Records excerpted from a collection
+--
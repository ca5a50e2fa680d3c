//! Progress reporting.
//!
//! The extractor reports one [`ProgressInfo`] snapshot per decoded frame (or
//! per batch, see [`ExtractOptions::with_batch_size`](crate::ExtractOptions))
//! and a final one when it leaves a video, whichever way it leaves.
//!
//! # Example
//!
//! ```no_run
//! use std::sync::Arc;
//!
//! use framepick::{ExtractOptions, ProgressCallback, ProgressInfo};
//!
//! struct PrintProgress;
//!
//! impl ProgressCallback for PrintProgress {
//!     fn on_progress(&self, info: &ProgressInfo) {
//!         if let Some(pct) = info.percentage {
//!             println!("[{}] {pct:.1}%", info.video);
//!         }
//!     }
//! }
//!
//! let options = ExtractOptions::new().with_progress(Arc::new(PrintProgress));
//! ```

use std::{
    sync::{Arc, Mutex},
    time::{Duration, Instant},
};

use indicatif::{ProgressBar, ProgressStyle};

/// A snapshot of extraction progress within one video.
#[derive(Debug, Clone)]
pub struct ProgressInfo {
    /// Display name of the video being read (`seq/seq_dist_level`).
    pub video: String,
    /// Frames decoded so far in this video.
    pub current: u64,
    /// Frame count the container advertises, if any.
    pub total: Option<u64>,
    /// Completion percentage (0.0 – 100.0), if `total` is known.
    pub percentage: Option<f32>,
    /// Image files written so far for this video.
    pub frames_written: u64,
    /// Wall-clock time spent on this video.
    pub elapsed: Duration,
    /// `true` on the last report for this video.
    pub finished: bool,
}

/// Receives progress updates during extraction.
///
/// Callbacks observe the run; they cannot stop it.
pub trait ProgressCallback: Send + Sync {
    fn on_progress(&self, info: &ProgressInfo);
}

/// Discards every notification. The default callback.
pub(crate) struct NoOpProgress;

impl ProgressCallback for NoOpProgress {
    fn on_progress(&self, _info: &ProgressInfo) {}
}

/// Draws one `indicatif` bar per video, replaced when the extractor moves on.
///
/// The bar's length is the container's frame count when known; otherwise a
/// spinner is shown.
#[derive(Default)]
pub struct TerminalProgress {
    current: Mutex<Option<(String, ProgressBar)>>,
}

fn video_bar(info: &ProgressInfo) -> ProgressBar {
    let bar = match info.total {
        Some(total) => ProgressBar::new(total),
        None => ProgressBar::new_spinner(),
    };
    if let Ok(style) =
        ProgressStyle::with_template("{spinner:.green} {prefix} {bar:40.cyan/blue} {pos}/{len} {msg}")
    {
        bar.set_style(style.progress_chars("##-"));
    }
    bar.set_prefix(info.video.clone());
    bar
}

impl ProgressCallback for TerminalProgress {
    fn on_progress(&self, info: &ProgressInfo) {
        let Ok(mut current) = self.current.lock() else {
            return;
        };

        if current.as_ref().is_none_or(|(video, _)| *video != info.video) {
            if let Some((_, bar)) = current.take() {
                bar.finish_and_clear();
            }
            *current = Some((info.video.clone(), video_bar(info)));
        }

        if let Some((_, bar)) = current.as_ref() {
            bar.set_position(info.current);
            bar.set_message(format!("{} written", info.frames_written));
            if info.finished {
                bar.finish();
            }
        }

        if info.finished {
            *current = None;
        }
    }
}

/// Tracks per-video progress and fires the callback every `batch_size`
/// decoded frames.
pub(crate) struct ProgressTracker {
    callback: Arc<dyn ProgressCallback>,
    video: String,
    total: Option<u64>,
    current: u64,
    frames_written: u64,
    batch_size: u64,
    start_time: Instant,
    items_since_last_report: u64,
}

impl ProgressTracker {
    pub(crate) fn new(
        callback: Arc<dyn ProgressCallback>,
        video: String,
        total: Option<u64>,
        batch_size: u64,
    ) -> Self {
        Self {
            callback,
            video,
            total,
            current: 0,
            frames_written: 0,
            batch_size: batch_size.max(1),
            start_time: Instant::now(),
            items_since_last_report: 0,
        }
    }

    /// Record one decoded frame.
    pub(crate) fn advance(&mut self) {
        self.current += 1;
        self.items_since_last_report += 1;

        if self.items_since_last_report >= self.batch_size {
            self.report(false);
            self.items_since_last_report = 0;
        }
    }

    /// Record written image files.
    pub(crate) fn wrote(&mut self, count: u64) {
        self.frames_written += count;
    }

    /// Emit the closing report for this video.
    pub(crate) fn finish(&mut self) {
        self.report(true);
    }

    fn report(&self, finished: bool) {
        let percentage = self
            .total
            .filter(|&total| total > 0)
            .map(|total| (self.current as f32 / total as f32) * 100.0);

        self.callback.on_progress(&ProgressInfo {
            video: self.video.clone(),
            current: self.current,
            total: self.total,
            percentage,
            frames_written: self.frames_written,
            elapsed: self.start_time.elapsed(),
            finished,
        });
    }
}

#[cfg(test)]
mod tests {
    use super::*;

    #[derive(Default)]
    struct Recording(Mutex<Vec<ProgressInfo>>);

    impl ProgressCallback for Recording {
        fn on_progress(&self, info: &ProgressInfo) {
            self.0.lock().unwrap().push(info.clone());
        }
    }

    #[test]
    fn batches_reports_and_always_finishes() {
        let recording = Arc::new(Recording::default());
        let mut tracker = ProgressTracker::new(recording.clone(), "v".into(), Some(10), 4);

        for _ in 0..9 {
            tracker.advance();
        }
        tracker.wrote(2);
        tracker.finish();

        let infos = recording.0.lock().unwrap();
        let currents: Vec<u64> = infos.iter().map(|info| info.current).collect();
        assert_eq!(currents, [4, 8, 9]);
        assert!(infos.last().unwrap().finished);
        assert_eq!(infos.last().unwrap().frames_written, 2);
        let percentage = infos.last().unwrap().percentage.unwrap();
        assert!((percentage - 90.0).abs() < 0.01);
    }

    #[test]
    fn zero_batch_size_is_clamped() {
        let recording = Arc::new(Recording::default());
        let mut tracker = ProgressTracker::new(recording.clone(), "v".into(), None, 0);
        tracker.advance();
        tracker.advance();
        assert_eq!(recording.0.lock().unwrap().len(), 2);
    }
}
+--
▶ Work instructions
Each line above is to be reproduced exactly. Leave none out.

▶ Response below
repository ca5a50e2fa680d3c
//! Progress reporting.
//!
//! The extractor reports one [`ProgressInfo`] snapshot per decoded frame (or
//! per batch, see [`ExtractOptions::with_batch_size`](crate::ExtractOptions))
//! and a final one when it leaves a video, whichever way it leaves.
//!
//! # Example
//!
//! ```no_run
//! use std::sync::Arc;
//!
//! use framepick::{ExtractOptions, ProgressCallback, ProgressInfo};
//!
//! struct PrintProgress;
//!
//! impl ProgressCallback for PrintProgress {
//!     fn on_progress(&self, info: &ProgressInfo) {
//!         if let Some(pct) = info.percentage {
//!             println!("[{}] {pct:.1}%", info.video);
//!         }
//!     }
//! }
//!
//! let options = ExtractOptions::new().with_progress(Arc::new(PrintProgress));
//! ```

use std::{
    sync::{Arc, Mutex},
    time::{Duration, Instant},
};

use indicatif::{ProgressBar, ProgressStyle};

/// A snapshot of extraction progress within one video.
#[derive(Debug, Clone)]
pub struct ProgressInfo {
    /// Display name of the video being read (`seq/seq_dist_level`).
    pub video: String,
    /// Frames decoded so far in this video.
    pub current: u64,
    /// Frame count the container advertises, if any.
    pub total: Option<u64>,
    /// Completion percentage (0.0 – 100.0), if `total` is known.
    pub percentage: Option<f32>,
    /// Image files written so far for this video.
    pub frames_written: u64,
    /// Wall-clock time spent on this video.
    pub elapsed: Duration,
    /// `true` on the last report for this video.
    pub finished: bool,
}

/// Receives progress updates during extraction.
///
/// Callbacks observe the run; they cannot stop it.
pub trait ProgressCallback: Send + Sync {
    fn on_progress(&self, info: &ProgressInfo);
}

/// Discards every notification. The default callback.
pub(crate) struct NoOpProgress;

impl ProgressCallback for NoOpProgress {
    fn on_progress(&self, _info: &ProgressInfo) {}
}

/// Draws one `indicatif` bar per video, replaced when the extractor moves on.
///
/// The bar's length is the container's frame count when known; otherwise a
/// spinner is shown.
#[derive(Default)]
pub struct TerminalProgress {
    current: Mutex<Option<(String, ProgressBar)>>,
}

fn video_bar(info: &ProgressInfo) -> ProgressBar {
    let bar = match info.total {
        Some(total) => ProgressBar::new(total),
        None => ProgressBar::new_spinner(),
    };
    if let Ok(style) =
        ProgressStyle::with_template("{spinner:.green} {prefix} {bar:40.cyan/blue} {pos}/{len} {msg}")
    {
        bar.set_style(style.progress_chars("##-"));
    }
    bar.set_prefix(info.video.clone());
    bar
}

impl ProgressCallback for TerminalProgress {
    fn on_progress(&self, info: &ProgressInfo) {
        let Ok(mut current) = self.current.lock() else {
            return;
        };

        if current.as_ref().is_none_or(|(video, _)| *video != info.video) {
            if let Some((_, bar)) = current.take() {
                bar.finish_and_clear();
            }
            *current = Some((info.video.clone(), video_bar(info)));
        }

        if let Some((_, bar)) = current.as_ref() {
            bar.set_position(info.current);
            bar.set_message(format!("{} written", info.frames_written));
            if info.finished {
                bar.finish();
            }
        }

        if info.finished {
            *current = None;
        }
    }
}

/// Tracks per-video progress and fires the callback every `batch_size`
/// decoded frames.
pub(crate) struct ProgressTracker {
    callback: Arc<dyn ProgressCallback>,
    video: String,
    total: Option<u64>,
    current: u64,
    frames_written: u64,
    batch_size: u64,
    start_time: Instant,
    items_since_last_report: u64,
}

impl ProgressTracker {
    pub(crate) fn new(
        callback: Arc<dyn ProgressCallback>,
        video: String,
        total: Option<u64>,
        batch_size: u64,
    ) -> Self {
        Self {
            callback,
            video,
            total,
            current: 0,
            frames_written: 0,
            batch_size: batch_size.max(1),
            start_time: Instant::now(),
            items_since_last_report: 0,
        }
    }

    /// Record one decoded frame.
    pub(crate) fn advance(&mut self) {
        self.current += 1;
        self.items_since_last_report += 1;

        if self.items_since_last_report >= self.batch_size {
            self.report(false);
            self.items_since_last_report = 0;
        }
    }

    /// Record written image files.
    pub(crate) fn wrote(&mut self, count: u64) {
        self.frames_written += count;
    }

    /// Emit the closing report for this video.
    pub(crate) fn finish(&mut self) {
        self.report(true);
    }

    fn report(&self, finished: bool) {
        let percentage = self
            .total
            .filter(|&total| total > 0)
            .map(|total| (self.current as f32 / total as f32) * 100.0);

        self.callback.on_progress(&ProgressInfo {
            video: self.video.clone(),
            current: self.current,
            total: self.total,
            percentage,
            frames_written: self.frames_written,
            elapsed: self.start_time.elapsed(),
            finished,
        });
    }
}

#[cfg(test)]
mod tests {
    use super::*;

    #[derive(Default)]
    struct Recording(Mutex<Vec<ProgressInfo>>);

    impl ProgressCallback for Recording {
        fn on_progress(&self, info: &ProgressInfo) {
            self.0.lock().unwrap().push(info.clone());
        }
    }

    #[test]
    fn batches_reports_and_always_finishes() {
        let recording = Arc::new(Recording::default());
        let mut tracker = ProgressTracker::new(recording.clone(), "v".into(), Some(10), 4);

        for _ in 0..9 {
            tracker.advance();
        }
        tracker.wrote(2);
        tracker.finish();

        let infos = recording.0.lock().unwrap();
        let currents: Vec<u64> = infos.iter().map(|info| info.current).collect();
        assert_eq!(currents, [4, 8, 9]);
        assert!(infos.last().unwrap().finished);
        assert_eq!(infos.last().unwrap().frames_written, 2);
        let percentage = infos.last().unwrap().percentage.unwrap();
        assert!((percentage - 90.0).abs() < 0.01);
    }

    #[test]
    fn zero_batch_size_is_clamped() {
        let recording = Arc::new(Recording::default());
        let mut tracker = ProgressTracker::new(recording.clone(), "v".into(), None, 0);
        tracker.advance();
        tracker.advance();
        assert_eq!(recording.0.lock().unwrap().len(), 2);
    }
}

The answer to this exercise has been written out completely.